Figure 2: (Left) Effect sizes across models and factors; (Middle, Right) Heatmap of cross-context stability across sectors and models, showing sectoral anchoring and variability.
Model scale influences stability: Qwen2.5-32B displays the greatest context sensitivity, suggesting that larger models adapt more flexibly to different financial contexts, while smaller models anchor more tightly. This is consistent with scaling-law effects, where increased model capacity enables more nuanced context-dependent behavior.
Alignment with Empirical Financial Metrics
Under category-specific prompts, LLM ranking preferences align most strongly with fundamental metrics, particularly free cash flow, which shows significant positive correlations across all models. Technical metrics such as average trading volume also exhibit moderate positive associations, confirming model sensitivity to market activity. Risk features (e.g., beta, volatility) display negative or weak correlations, indicating higher LLM confidence for lower-risk firms. The strength and direction of these relationships vary by model, with no clear advantage in scale or architecture.

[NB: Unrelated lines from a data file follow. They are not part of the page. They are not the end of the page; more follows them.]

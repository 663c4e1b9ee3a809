#![allow(dead_code)]

use async_trait::async_trait;
use chrono::NaiveDate;
use interfaces::{
    Assignment, FieldValue, Filter, Query, Row, StoreError, StoreResult, TabularStore,
};
use sentiment_aggregator::{
    EngineConfig, Instrument, MemoryStore, SentimentCounts, SentimentEngine,
};
use serde_json::{json, Value};
use std::sync::{Arc, Once};
use tracing_subscriber::EnvFilter;

static TRACING: Once = Once::new();

pub fn init_tracing() {
    TRACING.call_once(|| {
        let filter =
            EnvFilter::try_from_default_env().unwrap_or_else(|_| EnvFilter::new("debug"));
        let _ = tracing_subscriber::fmt()
            .with_env_filter(filter)
            .with_test_writer()
            .try_init();
    });
}

pub fn d(s: &str) -> NaiveDate {
    NaiveDate::parse_from_str(s, "%Y-%m-%d").unwrap()
}

pub fn row(value: Value) -> Row {
    value.as_object().cloned().unwrap()
}

/// A session row with a close price and zeroed counters.
pub fn session(date: &str) -> Row {
    row(json!({
        "date": date,
        "close_price": 100.0,
        "Positive": 0,
        "Negative": 0,
        "Neutral": 0,
    }))
}

pub fn session_with_counts(date: &str, counts: (u32, u32, u32)) -> Row {
    row(json!({
        "date": date,
        "close_price": 100.0,
        "Positive": counts.0,
        "Negative": counts.1,
        "Neutral": counts.2,
    }))
}

/// `n` news rows on `date`. `None` leaves them unlabeled.
pub fn news(date: &str, label: Option<&str>, n: usize) -> Vec<Row> {
    (0..n)
        .map(|_| row(json!({ "date": date, "sentiment": label })))
        .collect()
}

pub async fn seed_calendar(store: &MemoryStore, instrument: &Instrument, dates: &[&str]) {
    store
        .seed(&instrument.stock_table(), dates.iter().map(|date| session(date)))
        .await;
}

/// Pad the news table with unlabeled rows until it holds `total` records.
pub async fn pad_news_to(store: &MemoryStore, instrument: &Instrument, total: usize, on: &str) {
    let table = instrument.news_table();
    let have = store.rows(&table).await.len();
    if total > have {
        store.seed(&table, news(on, None, total - have)).await;
    } else {
        store.create_table(&table).await;
    }
}

/// FPT with the August 2025 holiday week: Wed 13th and Thu 14th closed.
pub async fn august_store(news_total: usize) -> (Arc<MemoryStore>, Instrument) {
    let store = Arc::new(MemoryStore::new());
    let fpt = Instrument::new("FPT");
    seed_calendar(&store, &fpt, &["2025-08-11", "2025-08-12", "2025-08-15"]).await;

    let table = fpt.news_table();
    store.seed(&table, news("2025-08-11", Some("Positive"), 1)).await;
    store.seed(&table, news("2025-08-13", Some("Negative"), 2)).await;
    store.seed(&table, news("2025-08-14", Some("Neutral"), 1)).await;
    pad_news_to(&store, &fpt, news_total, "2025-08-12").await;
    (store, fpt)
}

pub fn engine_over(store: Arc<dyn TabularStore>) -> SentimentEngine {
    SentimentEngine::new(store, EngineConfig::default())
}

pub async fn counts_on(
    engine: &SentimentEngine,
    instrument: &Instrument,
    date: &str,
) -> Option<SentimentCounts> {
    engine
        .read_session_counts(instrument, &[d(date)])
        .await
        .unwrap()
        .get(&d(date))
        .copied()
}

pub fn mentions_date(query: &Query, date: NaiveDate) -> bool {
    let target = FieldValue::Date(date);
    query.filters.iter().any(|filter| match filter {
        Filter::Eq(_, v) => *v == target,
        Filter::In(_, values) => values.contains(&target),
        _ => false,
    })
}

type Predicate = Box<dyn Fn(&Query) -> bool + Send + Sync>;

/// Wraps a `MemoryStore` and fails the calls the predicates pick.
pub struct FaultyStore {
    pub inner: Arc<MemoryStore>,
    fail_select: Predicate,
    fail_update: Predicate,
    fail_count: bool,
}

impl FaultyStore {
    pub fn new(inner: Arc<MemoryStore>) -> Self {
        Self {
            inner,
            fail_select: Box::new(|_| false),
            fail_update: Box::new(|_| false),
            fail_count: false,
        }
    }

    pub fn failing_select(
        mut self,
        predicate: impl Fn(&Query) -> bool + Send + Sync + 'static,
    ) -> Self {
        self.fail_select = Box::new(predicate);
        self
    }

    pub fn failing_update(
        mut self,
        predicate: impl Fn(&Query) -> bool + Send + Sync + 'static,
    ) -> Self {
        self.fail_update = Box::new(predicate);
        self
    }

    pub fn failing_count(mut self) -> Self {
        self.fail_count = true;
        self
    }
}

fn injected(table: &str) -> StoreError {
    StoreError::Query {
        table: table.to_string(),
        message: "injected failure".to_string(),
    }
}

#[async_trait]
impl TabularStore for FaultyStore {
    async fn select(&self, query: &Query) -> StoreResult<Vec<Row>> {
        if (self.fail_select)(query) {
            return Err(injected(&query.table));
        }
        self.inner.select(query).await
    }

    async fn update(&self, query: &Query, fields: &[Assignment]) -> StoreResult<Vec<Row>> {
        if (self.fail_update)(query) {
            return Err(injected(&query.table));
        }
        self.inner.update(query, fields).await
    }

    async fn insert(&self, table: &str, fields: &[Assignment]) -> StoreResult<Vec<Row>> {
        self.inner.insert(table, fields).await
    }

    async fn count(&self, query: &Query) -> StoreResult<u64> {
        if self.fail_count {
            return Err(StoreError::Connection("injected failure".to_string()));
        }
        self.inner.count(query).await
    }
}
use crate::aggregator::SessionTotals;
use crate::types::{CommitReport, Instrument, Result, SentimentCounts, SentimentLabel};
use crate::utils::date_chunks;
use chrono::NaiveDate;
use interfaces::defs::columns;
use interfaces::{date_value, Assignment, FieldValue, Query, TabularStore, TradingSession};
use std::collections::{BTreeMap, BTreeSet};
use tracing::{debug, error, info, warn};

fn counter_fields(counts: &SentimentCounts) -> Vec<Assignment> {
    SentimentLabel::ALL
        .iter()
        .map(|label| (label.column().to_string(), FieldValue::from(counts.get(*label))))
        .collect()
}

/// Zeroes and rewrites the three sentiment counters of existing session rows.
/// Never inserts a row and never touches any other column.
pub struct Committer<'a> {
    store: &'a dyn TabularStore,
}

impl<'a> Committer<'a> {
    pub fn new(store: &'a dyn TabularStore) -> Self {
        Self { store }
    }

    /// Dates of every session row in `[start, end]`, with or without a close.
    pub async fn session_dates_between(
        &self,
        instrument: &Instrument,
        start: NaiveDate,
        end: NaiveDate,
    ) -> Result<BTreeSet<NaiveDate>> {
        let query = Query::table(instrument.stock_table())
            .columns(&[columns::DATE])
            .gte(columns::DATE, start)
            .lte(columns::DATE, end);
        let rows = self.store.select(&query).await?;
        Ok(rows
            .iter()
            .filter_map(|row| row.get(columns::DATE).and_then(date_value))
            .collect())
    }

    /// Reset every target to zero, then write `totals` onto the targets that
    /// were reset. Failures are per date; the remaining dates still commit.
    pub async fn reset_then_write(
        &self,
        instrument: &Instrument,
        targets: &BTreeSet<NaiveDate>,
        totals: &SessionTotals,
    ) -> CommitReport {
        let table = instrument.stock_table();
        let mut report = CommitReport::default();
        let mut reset = BTreeSet::new();
        let zero = counter_fields(&SentimentCounts::default());

        for &date in targets {
            let query = Query::table(&table).eq(columns::DATE, date);
            match self.store.update(&query, &zero).await {
                Ok(rows) if rows.is_empty() => {
                    warn!("No session row for {} in {} - skipping", date, table);
                    report.missing.push(date);
                }
                Ok(_) => {
                    debug!("Reset {}: P=0, N=0, Neu=0", date);
                    report.reset += 1;
                    reset.insert(date);
                }
                Err(e) => {
                    error!("Error resetting {} in {}: {}", date, table, e);
                    report.failed.push(date);
                }
            }
        }

        info!("Reset sentiment for {}/{} sessions in {}", report.reset, targets.len(), table);

        for (date, counts) in totals {
            if !reset.contains(date) {
                if !targets.contains(date) {
                    warn!("Session {} was not targeted for reset - not writing {}", date, counts);
                }
                continue;
            }

            let query = Query::table(&table).eq(columns::DATE, *date);
            match self.store.update(&query, &counter_fields(counts)).await {
                Ok(rows) if rows.is_empty() => {
                    warn!("Session {} disappeared from {} before write", date, table);
                    report.missing.push(*date);
                }
                Ok(_) => {
                    info!("Updated {}: {}", date, counts);
                    report.written += 1;
                }
                Err(e) => {
                    error!("Error updating {} in {}: {}", date, table, e);
                    report.failed.push(*date);
                }
            }
        }

        info!("Sentiment update completed: {}/{} sessions written", report.written, totals.len());
        report
    }

    /// Replace NULL counters with 0. Returns how many column values changed.
    pub async fn ensure_counters_not_null(&self, instrument: &Instrument) -> Result<usize> {
        let table = instrument.stock_table();
        let mut changed = 0;
        for label in SentimentLabel::ALL {
            let query = Query::table(&table).is_null(label.column());
            let rows = self
                .store
                .update(&query, &[(label.column().to_string(), FieldValue::Int(0))])
                .await?;
            changed += rows.len();
        }
        if changed > 0 {
            info!("Set {} NULL sentiment counters to 0 in {}", changed, table);
        }
        Ok(changed)
    }

    /// Read the stored counters back; malformed values read as 0.
    pub async fn read_session_counts(
        &self,
        instrument: &Instrument,
        dates: &[NaiveDate],
        batch_size: usize,
    ) -> Result<BTreeMap<NaiveDate, SentimentCounts>> {
        let table = instrument.stock_table();
        let mut sessions = BTreeMap::new();
        for chunk in date_chunks(dates, batch_size) {
            let query = Query::table(&table)
                .columns(&[columns::DATE, columns::POSITIVE, columns::NEGATIVE, columns::NEUTRAL])
                .in_(columns::DATE, chunk.iter().copied());
            for row in self.store.select(&query).await? {
                if let Some(session) = TradingSession::from_row(&row) {
                    sessions.insert(session.date, session.counts);
                }
            }
        }
        Ok(sessions)
    }
}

These findings indicate that, when explicitly guided by context-specific prompts, LLMs can partially ground their preferences in relevant empirical financial data. However, the alignment is incomplete and variable, underscoring the influence of representation bias and the need for targeted calibration.
Implications and Future Directions
The evidence demonstrates that open-source Qwen LLMs internalize economically meaningful financial structures but are also shaped by representation biases favoring firm size, visibility, and sector-specific priors. For practical deployment in financial decision support, model governance should incorporate:
- Bias Calibration: Adjust outputs to mitigate size and sector biases, especially in portfolio and risk management applications.

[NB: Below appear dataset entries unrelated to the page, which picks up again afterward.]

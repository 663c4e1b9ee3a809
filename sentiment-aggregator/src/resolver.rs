use crate::calendar::TradingCalendar;
use crate::types::{EngineError, Strategy};
use chrono::NaiveDate;
use std::collections::{BTreeMap, BTreeSet};
use tracing::{debug, info, warn};

/// Session date -> raw news dates that feed it. In daily mode a key may be a
/// "virtual" session with no backing row.
pub type AffectedSessionMap = BTreeMap<NaiveDate, Vec<NaiveDate>>;

#[derive(Debug, Clone, Default, PartialEq, Eq)]
pub struct Resolution {
    pub sessions: AffectedSessionMap,
    pub unreachable: Vec<NaiveDate>,
}

/// Map newly dated news onto the sessions they influence.
pub fn resolve_affected_sessions(
    news_dates: &BTreeSet<NaiveDate>,
    calendar: &TradingCalendar,
    strategy: Strategy,
) -> Resolution {
    let mut resolution = Resolution::default();
    if news_dates.is_empty() {
        return resolution;
    }

    info!("Finding affected trading days for {} news dates", news_dates.len());

    for &news_date in news_dates {
        let target = match strategy {
            Strategy::Daily => {
                if !calendar.is_trading_day(news_date) {
                    debug!("Virtual trading day: {}", news_date);
                }
                Some(news_date)
            }
            Strategy::RollForward => roll_forward_target(news_date, calendar),
        };

        match target {
            Some(session) => {
                if session != news_date {
                    debug!("Non-trading day {} -> affects {}", news_date, session);
                }
                resolution.sessions.entry(session).or_default().push(news_date);
            }
            None => {
                warn!("{}", EngineError::MappingExhausted { date: news_date });
                resolution.unreachable.push(news_date);
            }
        }
    }

    info!("Total affected trading days: {}", resolution.sessions.len());
    resolution
}

/// Session that receives news dated `date` under roll-forward rules:
/// the date itself, else the next session, else the latest session when the
/// news is not older than it.
pub fn roll_forward_target(date: NaiveDate, calendar: &TradingCalendar) -> Option<NaiveDate> {
    if calendar.is_trading_day(date) {
        return Some(date);
    }
    if let Some(next) = calendar.next_after(date) {
        return Some(next);
    }
    calendar.latest().filter(|latest| date >= *latest)
}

- Category-Specific Prompting: Employ targeted prompts and post-hoc consistency checks to enhance reliability and fairness.
- Stability Diagnostics: Monitor dispersion measures (SD/MAD on the logit scale) alongside performance metrics to assess model robustness.
The current analysis is limited to a specific universe of U.S. firms and pre-specified feature sets; results may differ with broader sampling or in non-U.S. markets. Correlations are descriptive, not causal, and out-of-sample trading performance is not evaluated. Future research should explore debiasing pipelines, counterfactual and mechanistic explanations of category priors, and the interplay of model scale versus architecture under controlled data curation.
Conclusion
This paper provides a systematic, multi-method assessment of representation bias in open-source financial LLMs, revealing that firm scale, valuation, and market structure are the primary drivers of model confidence, with sector and industry effects exerting substantial influence. LLMs exhibit partial grounding in empirical financial metrics under category-specific prompts but remain susceptible to biases that may compromise fairness and reliability in high-stakes investment applications. Sector-aware calibration, prompt engineering, and stability diagnostics are recommended for safe and effective deployment. The findings motivate further research into bias mitigation, model interpretability, and the development of governance frameworks for financial AI.